A viewer’s monitor settings can change the way RGB colors are displayed on the screen, so your digital designs might vary slightly on different computer screens.

CMYK

Similar to RGB, the CMYK color profile blends multiple colors together to achieve the right look. The colors used in CMYK are cyan, magenta, yellow, and key (black), and each color is applied in layers during the printing process to match your chosen hue exactly. You would use a CMYK profile for:

  • Most everyday print materials

This profile is ideal for printed materials, but you should expect very slight variation in your colors throughout the printing process. This is a result of differences in paper, ink levels, temperature, and the process of mixing inks itself. While this variation is barely noticeable, it should be a factor when considering which color profile to use for branded materials.

PMS

PMS, or Pantone Matching System, is the most accurate color profile for printed materials. RGB and CMYK colors are blended in real-time during the printing process, which can create inconsistencies in your color. PMS colors are pre-mixed before printing and each color is applied one by one to maintain consistency throughout the print job.

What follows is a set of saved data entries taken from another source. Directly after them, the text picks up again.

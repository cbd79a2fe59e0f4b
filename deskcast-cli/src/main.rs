//! deskcast — desktop capture harness.
//!
//! ```text
//! deskcast record --output out.y4m --seconds 10    Capture to a Y4M file
//! deskcast record --raw --output out               Capture raw frames
//! deskcast screens                                 List monitors
//! deskcast discover --listen-secs 10               Announce and list peers
//! deskcast --gen-config                            Print default config TOML
//! ```

mod config;

use std::path::PathBuf;
use std::sync::Arc;
use std::time::Duration;

use clap::{Parser, Subcommand};
use tracing::{error, info};
use tracing_subscriber::EnvFilter;

use deskcast_core::discovery::{DiscoveryInfo, DiscoveryListener, DiscoveryService};
use deskcast_core::node::{Node, Processor, Sink, Source};
use deskcast_core::processors::{ConverterConfig, PixelFormatConverter, VideoScaler};
use deskcast_core::sinks::{RawRecorder, Y4mRecorder};
use deskcast_core::{FrameFormat, Pipeline, ScreenCapturer, Technology};

use config::AppConfig;

// ── CLI ──────────────────────────────────────────────────────────

#[derive(Parser, Debug)]
#[command(name = "deskcast", about = "Desktop capture pipeline harness")]
struct Cli {
    /// Path to configuration TOML file.
    #[arg(short, long, default_value = "deskcast.toml")]
    config: PathBuf,

    /// Print the default configuration to stdout and exit.
    #[arg(long)]
    gen_config: bool,

    #[command(subcommand)]
    command: Option<Command>,
}

#[derive(Subcommand, Debug)]
enum Command {
    /// Capture the screen into a file.
    Record {
        /// Output path (Y4M container unless --raw).
        #[arg(short, long, default_value = "capture.y4m")]
        output: PathBuf,

        /// Recording duration in seconds (0 = run until Ctrl-C).
        #[arg(short, long, default_value_t = 10)]
        seconds: u64,

        /// Capture frame rate (overrides config).
        #[arg(long)]
        fps: Option<u32>,

        /// Scale to this width (0 = native).
        #[arg(long, default_value_t = 0)]
        width: u32,

        /// Scale to this height (0 = native).
        #[arg(long, default_value_t = 0)]
        height: u32,

        /// Dump raw captured frames instead of Y4M/I420.
        #[arg(long)]
        raw: bool,
    },

    /// List available screens.
    Screens,

    /// Announce this instance and print discovered peers.
    Discover {
        /// How long to listen (0 = run until Ctrl-C).
        #[arg(long, default_value_t = 0)]
        listen_secs: u64,
    },
}

// ── Main ─────────────────────────────────────────────────────────

#[tokio::main]
async fn main() -> Result<(), Box<dyn std::error::Error>> {
    let cli = Cli::parse();

    if cli.gen_config {
        println!("{}", toml::to_string_pretty(&AppConfig::default())?);
        return Ok(());
    }

    let config = AppConfig::load(&cli.config);

    tracing_subscriber::fmt()
        .with_env_filter(
            EnvFilter::try_from_default_env()
                .unwrap_or_else(|_| EnvFilter::new(config.logging.level.clone())),
        )
        .init();

    match cli.command {
        Some(Command::Record {
            output,
            seconds,
            fps,
            width,
            height,
            raw,
        }) => record(config, output, seconds, fps, width, height, raw).await,
        Some(Command::Screens) => screens(config),
        Some(Command::Discover { listen_secs }) => discover(config, listen_secs).await,
        None => {
            eprintln!("no command given; try `deskcast record` or `deskcast --help`");
            std::process::exit(-1);
        }
    }
}

// ── record ───────────────────────────────────────────────────────

#[allow(clippy::too_many_arguments)]
async fn record(
    config: AppConfig,
    output: PathBuf,
    seconds: u64,
    fps: Option<u32>,
    width: u32,
    height: u32,
    raw: bool,
) -> Result<(), Box<dyn std::error::Error>> {
    let mut capture_config = config.capture.clone();
    if let Some(fps) = fps {
        capture_config.frame_rate = fps;
    }

    let capturer = match ScreenCapturer::new(capture_config, Technology::Auto) {
        Ok(c) => Arc::new(c),
        Err(e) => {
            error!(error = %e, "failed to create screen capturer");
            std::process::exit(-1);
        }
    };
    info!(backend = capturer.technology_name(), "capture backend selected");

    let mut pipeline = Pipeline::new();
    pipeline.set_source(Arc::clone(&capturer) as Arc<dyn Source>);

    // Optional scaling stage.
    let scaler = if width > 0 && height > 0 {
        let mut scaler_config = config.scaler.clone();
        scaler_config.target_width = width;
        scaler_config.target_height = height;
        let scaler = Arc::new(VideoScaler::new(scaler_config));
        pipeline.add_processor(Arc::clone(&scaler) as Arc<dyn Processor>);
        Some(scaler)
    } else {
        None
    };

    // Y4M needs I420; raw keeps whatever the platform produced.
    if !raw {
        let converter = Arc::new(PixelFormatConverter::new(ConverterConfig {
            input_format: FrameFormat::Bgra32,
            output_format: FrameFormat::I420,
            enable_threading: false,
        }));
        if !converter.initialize() {
            error!("failed to initialize pixel format converter");
            std::process::exit(-1);
        }
        pipeline.add_processor(converter as Arc<dyn Processor>);
    }

    let y4m_recorder = if raw { None } else { Some(Y4mRecorder::new(&output)) };
    let raw_recorder = if raw {
        let mut prefix = output.clone();
        prefix.set_extension("");
        Some(RawRecorder::new(prefix))
    } else {
        None
    };

    if let Some(recorder) = &y4m_recorder {
        pipeline.set_sink(Arc::clone(recorder) as Arc<dyn Sink>);
    }
    if let Some(recorder) = &raw_recorder {
        pipeline.set_sink(Arc::clone(recorder) as Arc<dyn Sink>);
    }

    if let Some(scaler) = &scaler {
        if !scaler.initialize() {
            error!("failed to initialize scaler");
            std::process::exit(-1);
        }
    }
    if !capturer.initialize() {
        error!("failed to initialize screen capture");
        std::process::exit(-1);
    }

    if !pipeline.link_all() {
        error!("failed to link pipeline");
        std::process::exit(-1);
    }
    info!("{}", pipeline.pipeline_info());

    if !pipeline.start() {
        error!("failed to start pipeline");
        pipeline.stop();
        std::process::exit(-1);
    }

    if seconds > 0 {
        info!(seconds, "recording (Ctrl-C to stop early)");
        tokio::select! {
            _ = tokio::time::sleep(Duration::from_secs(seconds)) => {
                info!("recording time elapsed");
            }
            _ = tokio::signal::ctrl_c() => {
                info!("interrupted, stopping");
            }
        }
    } else {
        info!("recording until Ctrl-C");
        tokio::signal::ctrl_c().await?;
        info!("interrupted, stopping");
    }

    pipeline.stop();

    if let Some(recorder) = &y4m_recorder {
        recorder.print_summary();
    }
    if let Some(recorder) = &raw_recorder {
        println!(
            "Recorded {} frames ({:.2} MB) to {}",
            recorder.frames_written(),
            recorder.bytes_written() as f64 / (1024.0 * 1024.0),
            recorder
                .path()
                .map(|p| p.display().to_string())
                .unwrap_or_else(|| "<no frames captured>".into()),
        );
    }

    Ok(())
}

// ── screens ──────────────────────────────────────────────────────

fn screens(config: AppConfig) -> Result<(), Box<dyn std::error::Error>> {
    let capturer = match ScreenCapturer::new(config.capture, Technology::Auto) {
        Ok(c) => c,
        Err(e) => {
            error!(error = %e, "failed to create screen capturer");
            std::process::exit(-1);
        }
    };

    let screens = capturer.available_screens();
    if screens.is_empty() {
        println!("No screens found (headless environment?)");
        return Ok(());
    }

    println!("Backend: {}", capturer.technology_name());
    for screen in screens {
        println!(
            "  [{}] {} — {}x{} @ ({}, {}), {} bpp{}",
            screen.id,
            screen.name,
            screen.width,
            screen.height,
            screen.x,
            screen.y,
            screen.bits_per_pixel,
            if screen.is_primary { " (primary)" } else { "" },
        );
    }
    Ok(())
}

// ── discover ─────────────────────────────────────────────────────

struct PeerPrinter;

impl DiscoveryListener for PeerPrinter {
    fn on_found(&self, info: &DiscoveryInfo) {
        println!(
            "peer: {} id={} at {}:{} (version {})",
            info.kind, info.id, info.ip, info.port, info.version
        );
    }
}

async fn discover(
    config: AppConfig,
    listen_secs: u64,
) -> Result<(), Box<dyn std::error::Error>> {
    let service = DiscoveryService::new(config.discovery);
    let listener: Arc<dyn DiscoveryListener> = Arc::new(PeerPrinter);
    service.set_listener(&listener);

    println!("announcing as id={} — listening for peers…", service.id());
    service.start();

    if listen_secs > 0 {
        tokio::select! {
            _ = tokio::time::sleep(Duration::from_secs(listen_secs)) => {}
            _ = tokio::signal::ctrl_c() => {}
        }
    } else {
        tokio::signal::ctrl_c().await?;
    }

    service.stop().await;
    Ok(())
}
pub mod auth;
pub mod error;
pub mod ledger;
pub mod models;
pub mod notify;
pub mod openapi;
pub mod rate_limit;
pub mod repo;
pub mod routes;
pub mod security;

// Re-export commonly used items for tests / external users
pub use ledger::{Ledger, LedgerError};
pub use routes::{config, AppState};
pub use security::SecurityHeaders;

Given its unique accuracy, the PMS color profile is most often used for:

  • Corporate Branded Print Materials

You also have the option of using PMS and CMYK together to achieve a full color palette for full-color photographs and other multimedia printing projects.

Each of these color profiles has its strengths and weaknesses, and it’s important to choose one that meets your specific printing needs. Discuss the possibilities with your printer to accurately display the colors of your design and capture the essence of your branding in the printing process.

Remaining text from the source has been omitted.